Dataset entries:
BEGIN
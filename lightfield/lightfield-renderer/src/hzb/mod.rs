//! Hierarchical Z-buffer: power-of-two Rg32Float mip chain of (min, max) device depth.
//!
//! The GPU build runs one render pass per mip, each reading the previous one. [`HzbChain`]
//! is the CPU mirror used by the reference SSR tracer.

use wgpu::CommandEncoder;

use crate::shader;

const HZB_SHADER: &str = include_str!(concat!(env!("CARGO_MANIFEST_DIR"), "/shaders/hzb.wgsl"));

pub const HZB_FORMAT: wgpu::TextureFormat = wgpu::TextureFormat::Rg32Float;

pub fn next_pow2(v: u32) -> u32 {
    v.max(1).next_power_of_two()
}

/// `floor(log2(max(w, h))) + 1`.
pub fn mip_count(width: u32, height: u32) -> u32 {
    32 - width.max(height).max(1).leading_zeros()
}

pub fn mip_size(width: u32, height: u32, level: u32) -> (u32, u32) {
    ((width >> level).max(1), (height >> level).max(1))
}

pub struct HzbTexture {
    pub texture: wgpu::Texture,
    width: u32,
    height: u32,
    mip_count: u32,
    depth_width: u32,
    depth_height: u32,
}

impl HzbTexture {
    /// Allocate for a `depth_width` x `depth_height` depth buffer.
    pub fn new(device: &wgpu::Device, depth_width: u32, depth_height: u32) -> Self {
        let width = next_pow2(depth_width);
        let height = next_pow2(depth_height);
        let mip_count = mip_count(width, height);
        let texture = device.create_texture(&wgpu::TextureDescriptor {
            label: Some("hzb"),
            size: wgpu::Extent3d { width, height, depth_or_array_layers: 1 },
            mip_level_count: mip_count,
            sample_count: 1,
            dimension: wgpu::TextureDimension::D2,
            format: HZB_FORMAT,
            usage: wgpu::TextureUsages::RENDER_ATTACHMENT | wgpu::TextureUsages::TEXTURE_BINDING,
            view_formats: &[],
        });
        Self { texture, width, height, mip_count, depth_width, depth_height }
    }

    pub fn width(&self) -> u32 { self.width }
    pub fn height(&self) -> u32 { self.height }
    pub fn mip_count(&self) -> u32 { self.mip_count }
    pub fn depth_size(&self) -> (u32, u32) { (self.depth_width, self.depth_height) }

    pub fn mip_view(&self, level: u32) -> wgpu::TextureView {
        self.texture.create_view(&wgpu::TextureViewDescriptor {
            label: Some("hzb_mip"),
            base_mip_level: level,
            mip_level_count: Some(1),
            ..Default::default()
        })
    }

    /// All mips, for `textureLoad` with an explicit level.
    pub fn full_view(&self) -> wgpu::TextureView {
        self.texture.create_view(&Default::default())
    }
}

#[repr(C)]
#[derive(Copy, Clone, bytemuck::Pod, bytemuck::Zeroable)]
struct HzbParams {
    src_size: [u32; 2],
    uv_scale: [f32; 2],
}

pub struct HzbPass {
    first_pipeline: wgpu::RenderPipeline,
    down_pipeline: wgpu::RenderPipeline,
    first_layout: wgpu::BindGroupLayout,
    down_layout: wgpu::BindGroupLayout,
}

impl HzbPass {
    pub fn new(device: &wgpu::Device) -> Self {
        let module = shader::create_module(device, "hzb_shader", HZB_SHADER);
        let params_size = std::mem::size_of::<HzbParams>() as u64;
        let first_layout = device.create_bind_group_layout(&wgpu::BindGroupLayoutDescriptor {
            label: Some("hzb_first_layout"),
            entries: &[
                shader::uniform_entry(0, wgpu::ShaderStages::FRAGMENT, params_size),
                shader::depth_texture_entry(1),
            ],
        });
        let down_layout = device.create_bind_group_layout(&wgpu::BindGroupLayoutDescriptor {
            label: Some("hzb_down_layout"),
            entries: &[
                shader::uniform_entry(0, wgpu::ShaderStages::FRAGMENT, params_size),
                shader::unfilterable_texture_entry(2),
            ],
        });
        let target = [Some(wgpu::ColorTargetState::from(HZB_FORMAT))];
        let first_pipeline_layout = device.create_pipeline_layout(&wgpu::PipelineLayoutDescriptor {
            label: Some("hzb_first_pipeline_layout"),
            bind_group_layouts: &[&first_layout],
            push_constant_ranges: &[],
        });
        let down_pipeline_layout = device.create_pipeline_layout(&wgpu::PipelineLayoutDescriptor {
            label: Some("hzb_down_pipeline_layout"),
            bind_group_layouts: &[&down_layout],
            push_constant_ranges: &[],
        });
        let first_pipeline =
            shader::fullscreen_pipeline(device, "hzb_first_pipeline", &module, &first_pipeline_layout, "fs_first", &target);
        let down_pipeline =
            shader::fullscreen_pipeline(device, "hzb_down_pipeline", &module, &down_pipeline_layout, "fs_down", &target);
        Self { first_pipeline, down_pipeline, first_layout, down_layout }
    }

    /// Build every mip of `hzb` from `depth`. Mips are encoded strictly in increasing order.
    ///
    /// Panics when `hzb` was not allocated for a `depth_width` x `depth_height` buffer.
    #[allow(clippy::too_many_arguments)]
    pub fn build(
        &self,
        encoder: &mut CommandEncoder,
        device: &wgpu::Device,
        queue: &wgpu::Queue,
        depth: &wgpu::TextureView,
        depth_width: u32,
        depth_height: u32,
        hzb: &HzbTexture,
    ) {
        assert!(
            hzb.width() == next_pow2(depth_width) && hzb.height() == next_pow2(depth_height),
            "HZB is {}x{} but depth {}x{} needs {}x{}",
            hzb.width(),
            hzb.height(),
            depth_width,
            depth_height,
            next_pow2(depth_width),
            next_pow2(depth_height),
        );

        let params = HzbParams {
            src_size: [depth_width, depth_height],
            uv_scale: [hzb.width() as f32 / depth_width as f32, hzb.height() as f32 / depth_height as f32],
        };
        let buf = shader::write_uniform(device, queue, "hzb_params_0", &params);
        let bg = device.create_bind_group(&wgpu::BindGroupDescriptor {
            label: Some("hzb_first_bind_group"),
            layout: &self.first_layout,
            entries: &[
                wgpu::BindGroupEntry { binding: 0, resource: buf.as_entire_binding() },
                wgpu::BindGroupEntry { binding: 1, resource: wgpu::BindingResource::TextureView(depth) },
            ],
        });
        let target = hzb.mip_view(0);
        shader::draw_fullscreen(encoder, "hzb_mip_0", &self.first_pipeline, &bg, &target, wgpu::LoadOp::Clear(wgpu::Color::WHITE));

        for level in 1..hzb.mip_count() {
            let (sw, sh) = mip_size(hzb.width(), hzb.height(), level - 1);
            let params = HzbParams { src_size: [sw, sh], uv_scale: [1.0, 1.0] };
            let buf = shader::write_uniform(device, queue, "hzb_params", &params);
            let src = hzb.mip_view(level - 1);
            let bg = device.create_bind_group(&wgpu::BindGroupDescriptor {
                label: Some("hzb_down_bind_group"),
                layout: &self.down_layout,
                entries: &[
                    wgpu::BindGroupEntry { binding: 0, resource: buf.as_entire_binding() },
                    wgpu::BindGroupEntry { binding: 2, resource: wgpu::BindingResource::TextureView(&src) },
                ],
            });
            let target = hzb.mip_view(level);
            shader::draw_fullscreen(encoder, "hzb_mip", &self.down_pipeline, &bg, &target, wgpu::LoadOp::Clear(wgpu::Color::WHITE));
        }
    }
}

/// One CPU mip: `(min, max)` per texel, row-major.
#[derive(Clone, Debug)]
pub struct HzbMip {
    pub width: u32,
    pub height: u32,
    pub texels: Vec<[f32; 2]>,
}

impl HzbMip {
    pub fn load(&self, x: i32, y: i32) -> [f32; 2] {
        let x = x.clamp(0, self.width as i32 - 1) as usize;
        let y = y.clamp(0, self.height as i32 - 1) as usize;
        self.texels[y * self.width as usize + x]
    }
}

/// CPU HZB with the same reduction as the GPU build.
#[derive(Clone, Debug)]
pub struct HzbChain {
    pub mips: Vec<HzbMip>,
}

impl HzbChain {
    /// `depth` is row-major `width * height` device depth.
    pub fn from_depth(depth: &[f32], width: u32, height: u32) -> Self {
        let pw = next_pow2(width);
        let ph = next_pow2(height);
        let mut texels = vec![[1.0, 1.0]; (pw * ph) as usize];
        for y in 0..height {
            for x in 0..width {
                let d = depth[(y * width + x) as usize];
                texels[(y * pw + x) as usize] = [d, d];
            }
        }
        let mut mips = vec![HzbMip { width: pw, height: ph, texels }];
        for level in 1..mip_count(pw, ph) {
            let src = &mips[level as usize - 1];
            let (w, h) = mip_size(pw, ph, level);
            let mut texels = Vec::with_capacity((w * h) as usize);
            for y in 0..h as i32 {
                for x in 0..w as i32 {
                    let taps = [
                        src.load(2 * x, 2 * y),
                        src.load(2 * x + 1, 2 * y),
                        src.load(2 * x, 2 * y + 1),
                        src.load(2 * x + 1, 2 * y + 1),
                    ];
                    let lo = taps.iter().map(|t| t[0]).fold(f32::INFINITY, f32::min);
                    let hi = taps.iter().map(|t| t[1]).fold(f32::NEG_INFINITY, f32::max);
                    texels.push([lo, hi]);
                }
            }
            mips.push(HzbMip { width: w, height: h, texels });
        }
        Self { mips }
    }

    pub fn mip_count(&self) -> u32 {
        self.mips.len() as u32
    }

    pub fn width(&self) -> u32 {
        self.mips[0].width
    }

    pub fn height(&self) -> u32 {
        self.mips[0].height
    }
}

#[cfg(test)]
mod tests {
    use super::*;

    #[test]
    fn mip_count_matches_log2() {
        assert_eq!(mip_count(1, 1), 1);
        assert_eq!(mip_count(2, 1), 2);
        assert_eq!(mip_count(1024, 512), 11);
        assert_eq!(mip_count(2048, 2048), 12);
        assert_eq!(next_pow2(1280), 2048);
        assert_eq!(next_pow2(720), 1024);
        assert_eq!(next_pow2(0), 1);
    }

    #[test]
    fn each_mip_halves_the_previous() {
        for (w, h) in [(1280u32, 720u32), (64, 64), (3, 17), (1, 9)] {
            let chain = HzbChain::from_depth(&vec![0.5; (w * h) as usize], w, h);
            let top = w.max(h);
            let expected = 32 - next_pow2(top).leading_zeros();
            assert_eq!(chain.mip_count(), expected);
            for k in 1..chain.mips.len() {
                let prev = &chain.mips[k - 1];
                let cur = &chain.mips[k];
                assert_eq!(cur.width, prev.width.div_ceil(2));
                assert_eq!(cur.height, prev.height.div_ceil(2));
            }
            let last = chain.mips.last().unwrap();
            assert_eq!((last.width, last.height), (1, 1));
        }
    }

    #[test]
    fn padding_reads_far_and_extrema_propagate() {
        // 3x2 depth padded to 4x2.
        let depth = [0.2, 0.4, 0.9, 0.3, 0.5, 0.6];
        let chain = HzbChain::from_depth(&depth, 3, 2);
        assert_eq!(chain.width(), 4);
        assert_eq!(chain.mips[0].load(3, 0), [1.0, 1.0]);
        assert_eq!(chain.mips[1].load(0, 0), [0.2, 0.5]);
        assert_eq!(chain.mips[1].load(1, 0), [0.6, 1.0]);
        assert_eq!(chain.mips[2].load(0, 0), [0.2, 1.0]);
    }

    #[test]
    fn coarse_min_never_exceeds_fine_min() {
        let (w, h) = (37u32, 23u32);
        let depth: Vec<f32> = (0..w * h).map(|i| ((i * 7919) % 1000) as f32 / 1000.0).collect();
        let chain = HzbChain::from_depth(&depth, w, h);
        for k in 1..chain.mips.len() {
            let fine = &chain.mips[k - 1];
            let coarse = &chain.mips[k];
            for y in 0..fine.height as i32 {
                for x in 0..fine.width as i32 {
                    let c = coarse.load(x / 2, y / 2);
                    let f = fine.load(x, y);
                    assert!(c[0] <= f[0] && c[1] >= f[1]);
                }
            }
        }
    }
}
END
For each line above that includes "expected", make a copy.

            let expected = 32 - next_pow2(top).leading_zeros();
            assert_eq!(chain.mip_count(), expected);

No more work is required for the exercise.